After I left the pharmacy to explore the neighborhood, every shopkeeper I walked past yelled to me in Russian about what fine purses and shoes he had for sale. What was this place? I was expecting just to see another mosque and the impressive old gates of Istanbul University.
I had tried to walk in what I imagined to be Mümtaz’s footsteps, thinking I could just recreate from scratch an experience very intertwined with the past five or six years of my life.

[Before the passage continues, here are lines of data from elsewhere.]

/// Scales the canvas to `width` x `height` cells.
///
/// A cell takes the first lit pixel of its horizontal span so narrow bars survive scaling down.
fn downsample(canvas: &Canvas, width: usize, height: usize) -> Vec<Vec<Rgb>> {
    if canvas.width() == 0 || canvas.height() == 0 {
        return vec![vec![Rgb::BLACK; width]; height];
    }

    (0..height)
        .map(|row| {
            let y = row * canvas.height() / height;
            (0..width)
                .map(|col| {
                    let x0 = col * canvas.width() / width;
                    let x1 = ((col + 1) * canvas.width() / width).max(x0 + 1);
                    (x0..x1)
                        .filter_map(|x| canvas.pixel(x, y))
                        .find(|&p| p != Rgb::BLACK)
                        .unwrap_or(Rgb::BLACK)
                })
                .collect()
        })
        .collect()
}

#[cfg(test)]
mod tests {
    use drumpad::catalog::{SoundCatalog, SoundEntry};

    use super::*;

    fn pads() -> PadInput {
        PadInput::new(&SoundCatalog {
            sound_files: vec![SoundEntry {
                key: "Q".to_string(),
                file: "kick.wav".to_string(),
            }],
        })
    }

    fn key(code: KeyCode, kind: KeyEventKind) -> Event {
        Event::Key(KeyEvent::new_with_kind(code, KeyModifiers::NONE, kind))
    }

    #[test]
    fn test_pasted_path_variants() {
        assert_eq!(pasted_path("/tmp/a.wav\n"), Some(PathBuf::from("/tmp/a.wav")));
        assert_eq!(
            pasted_path("'/tmp/my clap.wav'"),
            Some(PathBuf::from("/tmp/my clap.wav"))
        );
        assert_eq!(
            pasted_path("/tmp/my\\ clap.wav"),
            Some(PathBuf::from("/tmp/my clap.wav"))
        );
        assert_eq!(
            pasted_path("file:///tmp/a.wav"),
            Some(PathBuf::from("/tmp/a.wav"))
        );
        assert_eq!(pasted_path("   "), None);
    }

    const WINDOW: Duration = Duration::from_millis(500);

    #[test]
    fn test_press_without_release_reporting() {
        let mut keys = KeyTranslator::new(false, WINDOW);
        let events = keys.translate(
            key(KeyCode::Char('q'), KeyEventKind::Press),
            &pads(),
            Instant::now(),
        );

        assert_eq!(
            events,
            vec![
                InputEvent::KeyDown {
                    key: "q".to_string(),
                    repeat: false
                },
                InputEvent::KeyUp {
                    key: "q".to_string()
                },
            ]
        );
        assert_eq!(keys.last_pad.as_deref(), Some("Q"));
    }

    #[test]
    fn test_held_key_triggers_once_without_release_reporting() {
        let input = pads();
        let mut keys = KeyTranslator::new(false, WINDOW);
        let start = Instant::now();

        // Terminal auto-repeat: an initial delay, then a steady stream of presses.
        let offsets = [0, 400, 430, 460, 490];
        let triggers = offsets
            .iter()
            .flat_map(|ms| {
                keys.translate(
                    key(KeyCode::Char('q'), KeyEventKind::Press),
                    &input,
                    start + Duration::from_millis(*ms),
                )
            })
            .filter_map(|event| input.translate(event))
            .filter(|event| matches!(event, EngineEvent::UserTriggered { .. }))
            .count();

        assert_eq!(triggers, 1);
    }

    #[test]
    fn test_repress_after_window_triggers_again() {
        let input = pads();
        let mut keys = KeyTranslator::new(false, WINDOW);
        let start = Instant::now();
        let press = || key(KeyCode::Char('q'), KeyEventKind::Press);

        let first = keys.translate(press(), &input, start);
        let second = keys.translate(press(), &input, start + WINDOW);

        assert!(matches!(first[0], InputEvent::KeyDown { repeat: false, .. }));
        assert!(matches!(second[0], InputEvent::KeyDown { repeat: false, .. }));
    }

    #[test]
    fn test_other_key_is_not_a_repeat() {
        let input = PadInput::new(&SoundCatalog {
            sound_files: vec![
                SoundEntry {
                    key: "Q".to_string(),
                    file: "kick.wav".to_string(),
                },
                SoundEntry {
                    key: "W".to_string(),
                    file: "snare.wav".to_string(),
                },
            ],
        });
        let mut keys = KeyTranslator::new(false, WINDOW);
        let now = Instant::now();

        keys.translate(key(KeyCode::Char('q'), KeyEventKind::Press), &input, now);
        let events = keys.translate(
            key(KeyCode::Char('w'), KeyEventKind::Press),
            &input,
            now + Duration::from_millis(20),
        );

        assert!(matches!(events[0], InputEvent::KeyDown { repeat: false, .. }));
        assert_eq!(keys.last_pad.as_deref(), Some("W"));
    }

    #[test]
    fn test_repeat_and_release() {
        let input = pads();
        let mut keys = KeyTranslator::new(true, WINDOW);
        let now = Instant::now();

        let repeat = keys.translate(key(KeyCode::Char('q'), KeyEventKind::Repeat), &input, now);
        assert_eq!(
            repeat,
            vec![InputEvent::KeyDown {
                key: "q".to_string(),
                repeat: true
            }]
        );

        let release = keys.translate(key(KeyCode::Char('q'), KeyEventKind::Release), &input, now);
        assert_eq!(
            release,
            vec![InputEvent::KeyUp {
                key: "q".to_string()
            }]
        );
    }

    #[test]
    fn test_presses_with_release_reporting_are_never_repeats() {
        let input = pads();
        let mut keys = KeyTranslator::new(true, WINDOW);
        let now = Instant::now();

        keys.translate(key(KeyCode::Char('q'), KeyEventKind::Press), &input, now);
        let again = keys.translate(
            key(KeyCode::Char('q'), KeyEventKind::Press),
            &input,
            now + Duration::from_millis(10),
        );

        assert_eq!(
            again,
            vec![InputEvent::KeyDown {
                key: "q".to_string(),
                repeat: false
            }]
        );
    }

    #[test]
    fn test_paste_targets_last_pad() {
        let input = pads();
        let mut keys = KeyTranslator::new(true, WINDOW);
        let now = Instant::now();

        let ignored = keys.translate(Event::Paste("/tmp/a.wav".into()), &input, now);
        assert!(ignored.is_empty());

        keys.translate(key(KeyCode::Char('q'), KeyEventKind::Press), &input, now);
        let dropped = keys.translate(Event::Paste("/tmp/a.wav".into()), &input, now);
        assert_eq!(
            dropped,
            vec![InputEvent::FileDropped {
                key: "Q".to_string(),
                path: PathBuf::from("/tmp/a.wav"),
            }]
        );
    }

    #[test]
    fn test_quit_keys() {
        let input = pads();
        let mut keys = KeyTranslator::new(true, WINDOW);
        let now = Instant::now();
        assert_eq!(
            keys.translate(key(KeyCode::Esc, KeyEventKind::Press), &input, now),
            vec![InputEvent::Quit]
        );

        let ctrl_c = Event::Key(KeyEvent::new(KeyCode::Char('c'), KeyModifiers::CONTROL));
        assert_eq!(keys.translate(ctrl_c, &input, now), vec![InputEvent::Quit]);
    }

    #[test]
    fn test_downsample_keeps_narrow_bars() {
        let mut canvas = Canvas::new(14, 4);
        canvas.fill_rect(7, 0, 1, 4, Rgb(1, 2, 3));

        let cells = downsample(&canvas, 2, 2);

        assert_eq!(cells[0], vec![Rgb::BLACK, Rgb(1, 2, 3)]);
        assert_eq!(cells[1], vec![Rgb::BLACK, Rgb(1, 2, 3)]);
    }

    #[test]
    fn test_present_writes_pads() {
        let mut canvas = Canvas::new(4, 4);
        canvas.fill_rect(0, 2, 4, 2, Rgb(37, 150, 190));
        let indicators = drumpad::input::PadIndicators::new(Duration::from_millis(100));
        let pads = vec!["Q".to_string(), "W".to_string()];

        let mut presenter = TerminalPresenter::new(Vec::new());
        presenter
            .draw(
                &Frame {
                    canvas: &canvas,
                    pads: &pads,
                    indicators: &indicators,
                },
                4,
                4,
            )
            .unwrap();

        let text = String::from_utf8_lossy(&presenter.out);
        assert!(text.contains("[Q] [W]"));
        assert!(text.contains('▀'));
    }
}
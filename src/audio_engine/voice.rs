//! Voice management for real-time audio playback.
//!
//! This module provides the [`Voice`] struct which represents a single playing
//! audio buffer with its current playback state.
//!
//! The [`PlaybackEngine`](crate::audio_engine::playback::PlaybackEngine) allocates voice ids; the
//! voice itself is built on the audio thread when its start message arrives and is rendered by
//! the [`RtMixer`](crate::audio_engine::mixer::RtMixer). A voice is one playback of a buffer, not
//! the buffer itself: replacing a pad's buffer never affects a voice that is already playing.

use std::fmt;

use crate::messages::SampleBuffer;

/// Identifier of one voice instance.
#[derive(Debug, Clone, Copy, PartialEq, Eq, Hash, PartialOrd, Ord)]
pub struct VoiceId(pub u64);

impl fmt::Display for VoiceId {
    fn fmt(&self, f: &mut fmt::Formatter<'_>) -> fmt::Result {
        write!(f, "voice#{}", self.0)
    }
}

/// A single voice in the mixer, representing a playing audio buffer.
#[derive(Debug)]
pub struct Voice {
    /// Identity used to match completion reports to the control side.
    pub id: VoiceId,

    /// The sample buffer being played.
    pub sample: SampleBuffer,

    /// Current playback position in frames.
    pub frame_pos: usize,
}

impl Voice {
    /// Creates a new voice positioned at the first frame of `sample`.
    pub fn new(id: VoiceId, sample: SampleBuffer) -> Self {
        Self {
            id,
            sample,
            frame_pos: 0,
        }
    }

    /// Frames left before the voice finishes.
    pub fn remaining_frames(&self) -> usize {
        self.sample.frames().saturating_sub(self.frame_pos)
    }

    /// Whether every frame has been rendered.
    pub fn is_finished(&self) -> bool {
        self.remaining_frames() == 0
    }
}
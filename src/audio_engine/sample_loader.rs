//! Audio decoding functionality.
//!
//! This module turns raw audio bytes (fetched from the catalog or dropped onto a pad) into sample
//! buffers that the real-time mixer can play directly: decoded with Symphonia, resampled to the
//! output rate and mapped to the output channel layout.

use std::io::Cursor;
use std::path::Path;
use std::sync::Arc;

use rubato::{FftFixedIn, Resampler};
use symphonia::core::{
    audio::SampleBuffer as SymphoniaSampleBuffer, codecs::DecoderOptions,
    errors::Error as SymphoniaError, formats::FormatOptions, io::MediaSourceStream,
    meta::MetadataOptions, probe::Hint,
};
use symphonia::default::{get_codecs, get_probe};

use crate::audio_engine::channels::map_channels;
use crate::audio_engine::constants::RESAMPLER_CHUNK_FRAMES;
use crate::audio_engine::context::OutputFormat;
use crate::audio_engine::errors::SampleLoadError;
use crate::messages::SampleBuffer;

/// Format hints passed to the container probe.
#[derive(Debug, Clone, Default, PartialEq, Eq)]
pub struct DecodeHint {
    pub extension: Option<String>,
    pub media_type: Option<String>,
}

impl DecodeHint {
    /// Hint derived from a file name or path.
    pub fn from_path(path: impl AsRef<Path>) -> Self {
        Self {
            extension: path
                .as_ref()
                .extension()
                .and_then(|e| e.to_str())
                .map(str::to_ascii_lowercase),
            media_type: None,
        }
    }

    /// Hint derived from a reported media type such as `audio/wav`.
    pub fn from_media_type(media_type: &str) -> Self {
        Self {
            extension: None,
            media_type: Some(media_type.to_string()),
        }
    }

    fn to_probe_hint(&self) -> Hint {
        let mut hint = Hint::new();
        if let Some(ext) = &self.extension {
            hint.with_extension(ext);
        }
        if let Some(media_type) = &self.media_type {
            hint.mime_type(media_type);
        }
        hint
    }
}

/// Decodes audio bytes into a sample buffer with the specified output configuration.
///
/// # Parameters
///
/// - `bytes`: Complete contents of an audio file
/// - `hint`: Extension and/or media type used to speed up format detection
/// - `format`: Channel count and sample rate of the output stream
///
/// # Errors
///
/// - Format not recognized, corrupted or unsupported codec
/// - No decodable track, or a track without rate/channel information
/// - Zero decoded frames
/// - Resampler failures
pub fn decode_audio_bytes(
    bytes: Vec<u8>,
    hint: &DecodeHint,
    format: OutputFormat,
) -> Result<SampleBuffer, SampleLoadError> {
    let mss = MediaSourceStream::new(Box::new(Cursor::new(bytes)), Default::default());

    let probed = get_probe().format(
        &hint.to_probe_hint(),
        mss,
        &FormatOptions::default(),
        &MetadataOptions::default(),
    )?;
    let mut reader = probed.format;

    let track = reader
        .default_track()
        .ok_or(SampleLoadError::NoDefaultTrack)?;
    let track_id = track.id;
    let file_rate_hz = track
        .codec_params
        .sample_rate
        .ok_or(SampleLoadError::MissingSampleRate)?;
    let file_channels = track
        .codec_params
        .channels
        .ok_or(SampleLoadError::MissingChannels)?
        .count();

    let mut decoder = get_codecs().make(&track.codec_params, &DecoderOptions::default())?;

    let mut decoded: Vec<f32> = Vec::new();
    loop {
        let packet = match reader.next_packet() {
            Ok(packet) => packet,
            Err(SymphoniaError::IoError(err))
                if err.kind() == std::io::ErrorKind::UnexpectedEof =>
            {
                break;
            }
            Err(err) => return Err(SampleLoadError::Decode(err)),
        };

        if packet.track_id() != track_id {
            continue;
        }

        let audio_buf = match decoder.decode(&packet) {
            Ok(buf) => buf,
            Err(SymphoniaError::DecodeError(msg)) => {
                log::warn!("Skipping corrupt audio packet: {msg}");
                continue;
            }
            Err(err) => return Err(SampleLoadError::Decode(err)),
        };
        let spec = *audio_buf.spec();
        let duration = audio_buf.capacity() as u64;

        let mut sample_buf = SymphoniaSampleBuffer::<f32>::new(duration, spec);
        sample_buf.copy_interleaved_ref(audio_buf);
        decoded.extend_from_slice(sample_buf.samples());
    }

    if decoded.len() < file_channels.max(1) {
        return Err(SampleLoadError::Empty);
    }

    log::debug!(
        "Decoded {} frames ({} ch@{} Hz), converting to {} ch@{} Hz",
        decoded.len() / file_channels.max(1),
        file_channels,
        file_rate_hz,
        format.channels,
        format.sample_rate
    );

    let resampled = resample_interleaved(decoded, file_channels, file_rate_hz, format.sample_rate)?;
    let mapped = map_channels(resampled, file_channels, format.channels)?;

    Ok(SampleBuffer {
        channels: format.channels,
        sample_rate: format.sample_rate,
        samples: Arc::from(mapped.into_boxed_slice()),
    })
}

/// Converts interleaved samples from `from_hz` to `to_hz`.
///
/// The result holds exactly `ceil(frames * to_hz / from_hz)` frames; the resampler's group delay
/// is trimmed from the front and its tail is flushed.
pub fn resample_interleaved(
    samples: Vec<f32>,
    channels: usize,
    from_hz: u32,
    to_hz: u32,
) -> Result<Vec<f32>, SampleLoadError> {
    if from_hz == to_hz || channels == 0 || samples.is_empty() {
        return Ok(samples);
    }
    if from_hz == 0 || to_hz == 0 {
        return Err(SampleLoadError::MissingSampleRate);
    }

    let frames = samples.len() / channels;
    let expected = (frames as u64 * u64::from(to_hz)).div_ceil(u64::from(from_hz)) as usize;

    let mut planar: Vec<Vec<f32>> = vec![Vec::with_capacity(frames); channels];
    for frame in samples.chunks_exact(channels) {
        for (channel, &s) in frame.iter().enumerate() {
            planar[channel].push(s);
        }
    }

    let mut resampler = FftFixedIn::<f32>::new(
        from_hz as usize,
        to_hz as usize,
        RESAMPLER_CHUNK_FRAMES,
        2,
        channels,
    )?;
    let delay = resampler.output_delay();
    let wanted = expected + delay;

    let mut out: Vec<Vec<f32>> = vec![Vec::with_capacity(wanted); channels];
    let mut pos = 0;

    while frames - pos >= resampler.input_frames_next() {
        let n = resampler.input_frames_next();
        let chunk: Vec<&[f32]> = planar.iter().map(|c| &c[pos..pos + n]).collect();
        append_planar(&mut out, resampler.process(&chunk, None)?);
        pos += n;
    }

    if pos < frames {
        let chunk: Vec<&[f32]> = planar.iter().map(|c| &c[pos..]).collect();
        append_planar(&mut out, resampler.process_partial(Some(&chunk), None)?);
    }

    while out[0].len() < wanted {
        let block = resampler.process_partial(None::<&[&[f32]]>, None)?;
        if block.first().is_none_or(|c| c.is_empty()) {
            break;
        }
        append_planar(&mut out, block);
    }

    let mut interleaved = Vec::with_capacity(expected * channels);
    for frame in delay..wanted {
        for channel in &out {
            interleaved.push(channel.get(frame).copied().unwrap_or(0.0));
        }
    }

    Ok(interleaved)
}

fn append_planar(out: &mut [Vec<f32>], block: Vec<Vec<f32>>) {
    for (channel, data) in out.iter_mut().zip(block) {
        channel.extend_from_slice(&data);
    }
}
//! Decoded buffers by pad key.
//!
//! Entries are created when a decode succeeds and overwritten in place when a pad's sound is
//! replaced. A failed decode never touches an existing entry, and entries are never removed.

use std::collections::HashMap;
use std::thread;

use crate::audio_engine::context::OutputFormat;
use crate::audio_engine::errors::{LoadError, SampleLoadError};
use crate::audio_engine::sample_loader::{DecodeHint, decode_audio_bytes};
use crate::catalog::{SoundCatalog, SoundEntry};
use crate::fetch::SoundFetcher;
use crate::messages::SampleBuffer;

/// Outcome of [`BufferCache::preload_all`].
#[derive(Debug, Default)]
pub struct PreloadReport {
    /// Keys that now hold a buffer, in catalog order.
    pub loaded: Vec<String>,

    /// Keys whose fetch or decode failed.
    pub failed: Vec<(String, LoadError)>,
}

impl PreloadReport {
    pub fn is_complete(&self) -> bool {
        self.failed.is_empty()
    }
}

#[derive(Debug, Default)]
pub struct BufferCache {
    buffers: HashMap<String, SampleBuffer>,
}

impl BufferCache {
    pub fn new() -> Self {
        Self::default()
    }

    /// Decodes `bytes` and stores the result under `key`.
    ///
    /// On failure the previous buffer for `key`, if any, is left untouched.
    pub fn decode_and_store(
        &mut self,
        key: &str,
        bytes: Vec<u8>,
        hint: &DecodeHint,
        format: OutputFormat,
    ) -> Result<(), SampleLoadError> {
        let sample = decode_audio_bytes(bytes, hint, format)?;
        self.store(key, sample);
        Ok(())
    }

    /// Stores an already decoded buffer, replacing any previous one.
    pub fn store(&mut self, key: &str, sample: SampleBuffer) {
        log::debug!(
            "Stored {key}: {} frames ({:.3}s)",
            sample.frames(),
            sample.duration_sec()
        );
        self.buffers.insert(key.to_string(), sample);
    }

    pub fn get(&self, key: &str) -> Option<&SampleBuffer> {
        self.buffers.get(key)
    }

    /// Keys holding a buffer, sorted.
    pub fn keys(&self) -> Vec<&str> {
        let mut keys: Vec<&str> = self.buffers.keys().map(String::as_str).collect();
        keys.sort_unstable();
        keys
    }

    pub fn len(&self) -> usize {
        self.buffers.len()
    }

    pub fn is_empty(&self) -> bool {
        self.buffers.is_empty()
    }

    /// Fetches and decodes every catalog entry concurrently.
    ///
    /// Each entry runs on its own thread; a failing entry is logged and reported but never keeps
    /// the others from loading. Returns once every entry has settled.
    pub fn preload_all<F>(
        &mut self,
        catalog: &SoundCatalog,
        fetcher: &F,
        format: OutputFormat,
    ) -> PreloadReport
    where
        F: SoundFetcher + Sync,
    {
        let results: Vec<(&SoundEntry, Result<SampleBuffer, LoadError>)> = thread::scope(|scope| {
            let handles: Vec<_> = catalog
                .sound_files
                .iter()
                .map(|entry| (entry, scope.spawn(move || load_entry(entry, fetcher, format))))
                .collect();

            handles
                .into_iter()
                .map(|(entry, handle)| {
                    let result = handle.join().unwrap_or(Err(LoadError::Panicked));
                    (entry, result)
                })
                .collect()
        });

        let mut report = PreloadReport::default();
        for (entry, result) in results {
            match result {
                Ok(sample) => {
                    self.store(&entry.key, sample);
                    report.loaded.push(entry.key.clone());
                }
                Err(err) => {
                    log::error!("Error preloading sound {} ({}): {err}", entry.key, entry.file);
                    report.failed.push((entry.key.clone(), err));
                }
            }
        }

        log::info!(
            "Preloaded {}/{} sounds",
            report.loaded.len(),
            catalog.sound_files.len()
        );
        report
    }
}

fn load_entry<F: SoundFetcher>(
    entry: &SoundEntry,
    fetcher: &F,
    format: OutputFormat,
) -> Result<SampleBuffer, LoadError> {
    let bytes = fetcher.fetch(&entry.file)?;
    Ok(decode_audio_bytes(
        bytes,
        &DecodeHint::from_path(&entry.file),
        format,
    )?)
}
//! A keyboard-driven drum pad with a live spectrum display.
//!
//! Sounds listed in a [`catalog::SoundCatalog`] are decoded up front and bound to single-letter
//! pads. Triggering a pad plays its sound on the real-time audio thread, cutting off whatever
//! was playing before, while the [`visualizer`] turns the output into a decaying bar chart.

pub mod audio_engine;
pub mod catalog;
pub mod config;
pub mod event_loop;
pub mod fetch;
pub mod input;
pub mod messages;
pub mod visualizer;

#[cfg(test)]
mod test_support;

But Mümtaz wanders through A Mind at Peace with his feet barely on the ground. Until Nuran’s departure forces him to rub his nose in the dirt, he observes Istanbul as an undulating scene of people and smells that serves as backdrop for his meandering thoughts. He even chastises himself for being so deeply lost in his daydreams.
Finding myself in the center of the Istanbul post-Soviet immigrant community was not unlike running into an ex-boyfriend while on a walk with someone new. All the old familiar feelings return, and you wonder “why did I ever leave?” As I spastically zigzag around this city that I barely know, trying to understand Turkey, understand this book, and explain to myself why I am here, it is not so surprising to find that Mümtaz and I actually have a lot in common.